## Requirement
Each record below needs to be written out exactly as it reads.

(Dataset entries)

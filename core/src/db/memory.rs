use std::sync::atomic::{AtomicBool, AtomicU64, Ordering};

use anyhow::{Result, anyhow};
use async_trait::async_trait;
use chrono::{DateTime, Utc};
use dashmap::DashMap;
use tokio::sync::Mutex;
use uuid::Uuid;

use crate::store::{
    DocumentRecord, Permission, RelayStore, ShareLinkRecord, ShareRecord, VersionRecord,
};

/// In-process durable store used by the test suites. Mirrors the Postgres
/// backend's query semantics, including `created_at DESC` version ordering
/// with insertion-order tie-breaks.
#[derive(Default)]
pub struct MemoryRelayStore {
    documents: DashMap<String, DocumentRecord>,
    shares: DashMap<(String, String), ShareRecord>,
    links: DashMap<(String, String), ShareLinkRecord>,
    versions: Mutex<Vec<(u64, VersionRecord)>>,
    insert_seq: AtomicU64,
    fail_reads: AtomicBool,
}

impl MemoryRelayStore {
    pub fn new() -> Self {
        Self::default()
    }

    pub fn insert_document(&self, id: &str, owner_id: &str, title: &str) {
        let now = Utc::now();
        self.documents.insert(
            id.to_owned(),
            DocumentRecord {
                id: id.to_owned(),
                owner_id: owner_id.to_owned(),
                title: title.to_owned(),
                created_at: now,
                updated_at: now,
            },
        );
    }

    pub fn insert_share(&self, document_id: &str, user_id: &str, permission: Permission) {
        self.shares.insert(
            (document_id.to_owned(), user_id.to_owned()),
            ShareRecord {
                document_id: document_id.to_owned(),
                user_id: user_id.to_owned(),
                permission,
            },
        );
    }

    pub fn insert_share_link(
        &self,
        document_id: &str,
        token: &str,
        permission: Permission,
        expires_at: Option<DateTime<Utc>>,
    ) {
        self.links.insert(
            (document_id.to_owned(), token.to_owned()),
            ShareLinkRecord {
                document_id: document_id.to_owned(),
                token: token.to_owned(),
                permission,
                expires_at,
            },
        );
    }

    /// Makes every read query fail until cleared. Exercises the resolver's
    /// store-error conflation and the load-path fallback.
    pub fn set_fail_reads(&self, fail: bool) {
        self.fail_reads.store(fail, Ordering::SeqCst);
    }

    pub async fn version_count(&self, document_id: &str) -> usize {
        self.versions
            .lock()
            .await
            .iter()
            .filter(|(_, version)| version.document_id == document_id)
            .count()
    }

    fn check_reads(&self) -> Result<()> {
        if self.fail_reads.load(Ordering::SeqCst) {
            Err(anyhow!("memory store reads disabled"))
        } else {
            Ok(())
        }
    }
}

#[async_trait]
impl RelayStore for MemoryRelayStore {
    async fn find_document_by_id(&self, document_id: &str) -> Result<Option<DocumentRecord>> {
        self.check_reads()?;
        Ok(self.documents.get(document_id).map(|doc| doc.clone()))
    }

    async fn find_share_by_document_and_user(
        &self,
        document_id: &str,
        user_id: &str,
    ) -> Result<Option<ShareRecord>> {
        self.check_reads()?;
        Ok(self
            .shares
            .get(&(document_id.to_owned(), user_id.to_owned()))
            .map(|share| share.clone()))
    }

    async fn find_valid_share_link(
        &self,
        document_id: &str,
        token: &str,
        now: DateTime<Utc>,
    ) -> Result<Option<ShareLinkRecord>> {
        self.check_reads()?;
        Ok(self
            .links
            .get(&(document_id.to_owned(), token.to_owned()))
            .filter(|link| link.expires_at.map_or(true, |expiry| expiry > now))
            .map(|link| link.clone()))
    }

    async fn find_latest_version(&self, document_id: &str) -> Result<Option<VersionRecord>> {
        self.check_reads()?;
        let versions = self.versions.lock().await;
        Ok(versions
            .iter()
            .filter(|(_, version)| version.document_id == document_id)
            .max_by_key(|(seq, version)| (version.created_at, *seq))
            .map(|(_, version)| version.clone()))
    }

    async fn create_version(
        &self,
        document_id: &str,
        author_id: &str,
        summary: &str,
        snapshot: &[u8],
    ) -> Result<VersionRecord> {
        let version = VersionRecord {
            id: Uuid::new_v4().to_string(),
            document_id: document_id.to_owned(),
            author_id: author_id.to_owned(),
            summary: summary.to_owned(),
            snapshot: snapshot.to_vec(),
            created_at: Utc::now(),
        };

        let seq = self.insert_seq.fetch_add(1, Ordering::SeqCst);
        self.versions.lock().await.push((seq, version.clone()));
        Ok(version)
    }
}

/// Seeds a version row with an explicit `created_at`, for restore tests.
impl MemoryRelayStore {
    pub async fn insert_version_at(
        &self,
        document_id: &str,
        author_id: &str,
        summary: &str,
        snapshot: &[u8],
        created_at: DateTime<Utc>,
    ) {
        let version = VersionRecord {
            id: Uuid::new_v4().to_string(),
            document_id: document_id.to_owned(),
            author_id: author_id.to_owned(),
            summary: summary.to_owned(),
            snapshot: snapshot.to_vec(),
            created_at,
        };
        let seq = self.insert_seq.fetch_add(1, Ordering::SeqCst);
        self.versions.lock().await.push((seq, version));
    }
}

## Answer to this problem
filename core/src/db/memory.rs
use std::sync::atomic::{AtomicBool, AtomicU64, Ordering};

use anyhow::{Result, anyhow};
use async_trait::async_trait;
use chrono::{DateTime, Utc};
use dashmap::DashMap;
use tokio::sync::Mutex;
use uuid::Uuid;

use crate::store::{
    DocumentRecord, Permission, RelayStore, ShareLinkRecord, ShareRecord, VersionRecord,
};

/// In-process durable store used by the test suites. Mirrors the Postgres
/// backend's query semantics, including `created_at DESC` version ordering
/// with insertion-order tie-breaks.
#[derive(Default)]
pub struct MemoryRelayStore {
    documents: DashMap<String, DocumentRecord>,
    shares: DashMap<(String, String), ShareRecord>,
    links: DashMap<(String, String), ShareLinkRecord>,
    versions: Mutex<Vec<(u64, VersionRecord)>>,
    insert_seq: AtomicU64,
    fail_reads: AtomicBool,
}

impl MemoryRelayStore {
    pub fn new() -> Self {
        Self::default()
    }

    pub fn insert_document(&self, id: &str, owner_id: &str, title: &str) {
        let now = Utc::now();
        self.documents.insert(
            id.to_owned(),
            DocumentRecord {
                id: id.to_owned(),
                owner_id: owner_id.to_owned(),
                title: title.to_owned(),
                created_at: now,
                updated_at: now,
            },
        );
    }

    pub fn insert_share(&self, document_id: &str, user_id: &str, permission: Permission) {
        self.shares.insert(
            (document_id.to_owned(), user_id.to_owned()),
            ShareRecord {
                document_id: document_id.to_owned(),
                user_id: user_id.to_owned(),
                permission,
            },
        );
    }

    pub fn insert_share_link(
        &self,
        document_id: &str,
        token: &str,
        permission: Permission,
        expires_at: Option<DateTime<Utc>>,
    ) {
        self.links.insert(
            (document_id.to_owned(), token.to_owned()),
            ShareLinkRecord {
                document_id: document_id.to_owned(),
                token: token.to_owned(),
                permission,
                expires_at,
            },
        );
    }

    /// Makes every read query fail until cleared. Exercises the resolver's
    /// store-error conflation and the load-path fallback.
    pub fn set_fail_reads(&self, fail: bool) {
        self.fail_reads.store(fail, Ordering::SeqCst);
    }

    pub async fn version_count(&self, document_id: &str) -> usize {
        self.versions
            .lock()
            .await
            .iter()
            .filter(|(_, version)| version.document_id == document_id)
            .count()
    }

    fn check_reads(&self) -> Result<()> {
        if self.fail_reads.load(Ordering::SeqCst) {
            Err(anyhow!("memory store reads disabled"))
        } else {
            Ok(())
        }
    }
}

#[async_trait]
impl RelayStore for MemoryRelayStore {
    async fn find_document_by_id(&self, document_id: &str) -> Result<Option<DocumentRecord>> {
        self.check_reads()?;
        Ok(self.documents.get(document_id).map(|doc| doc.clone()))
    }

    async fn find_share_by_document_and_user(
        &self,
        document_id: &str,
        user_id: &str,
    ) -> Result<Option<ShareRecord>> {
        self.check_reads()?;
        Ok(self
            .shares
            .get(&(document_id.to_owned(), user_id.to_owned()))
            .map(|share| share.clone()))
    }

    async fn find_valid_share_link(
        &self,
        document_id: &str,
        token: &str,
        now: DateTime<Utc>,
    ) -> Result<Option<ShareLinkRecord>> {
        self.check_reads()?;
        Ok(self
            .links
            .get(&(document_id.to_owned(), token.to_owned()))
            .filter(|link| link.expires_at.map_or(true, |expiry| expiry > now))
            .map(|link| link.clone()))
    }

    async fn find_latest_version(&self, document_id: &str) -> Result<Option<VersionRecord>> {
        self.check_reads()?;
        let versions = self.versions.lock().await;
        Ok(versions
            .iter()
            .filter(|(_, version)| version.document_id == document_id)
            .max_by_key(|(seq, version)| (version.created_at, *seq))
            .map(|(_, version)| version.clone()))
    }

    async fn create_version(
        &self,
        document_id: &str,
        author_id: &str,
        summary: &str,
        snapshot: &[u8],
    ) -> Result<VersionRecord> {
        let version = VersionRecord {
            id: Uuid::new_v4().to_string(),
            document_id: document_id.to_owned(),
            author_id: author_id.to_owned(),
            summary: summary.to_owned(),
            snapshot: snapshot.to_vec(),
            created_at: Utc::now(),
        };

        let seq = self.insert_seq.fetch_add(1, Ordering::SeqCst);
        self.versions.lock().await.push((seq, version.clone()));
        Ok(version)
    }
}

/// Seeds a version row with an explicit `created_at`, for restore tests.
impl MemoryRelayStore {
    pub async fn insert_version_at(
        &self,
        document_id: &str,
        author_id: &str,
        summary: &str,
        snapshot: &[u8],
        created_at: DateTime<Utc>,
    ) {
        let version = VersionRecord {
            id: Uuid::new_v4().to_string(),
            document_id: document_id.to_owned(),
            author_id: author_id.to_owned(),
            summary: summary.to_owned(),
            snapshot: snapshot.to_vec(),
            created_at,
        };
        let seq = self.insert_seq.fetch_add(1, Ordering::SeqCst);
        self.versions.lock().await.push((seq, version));
    }
}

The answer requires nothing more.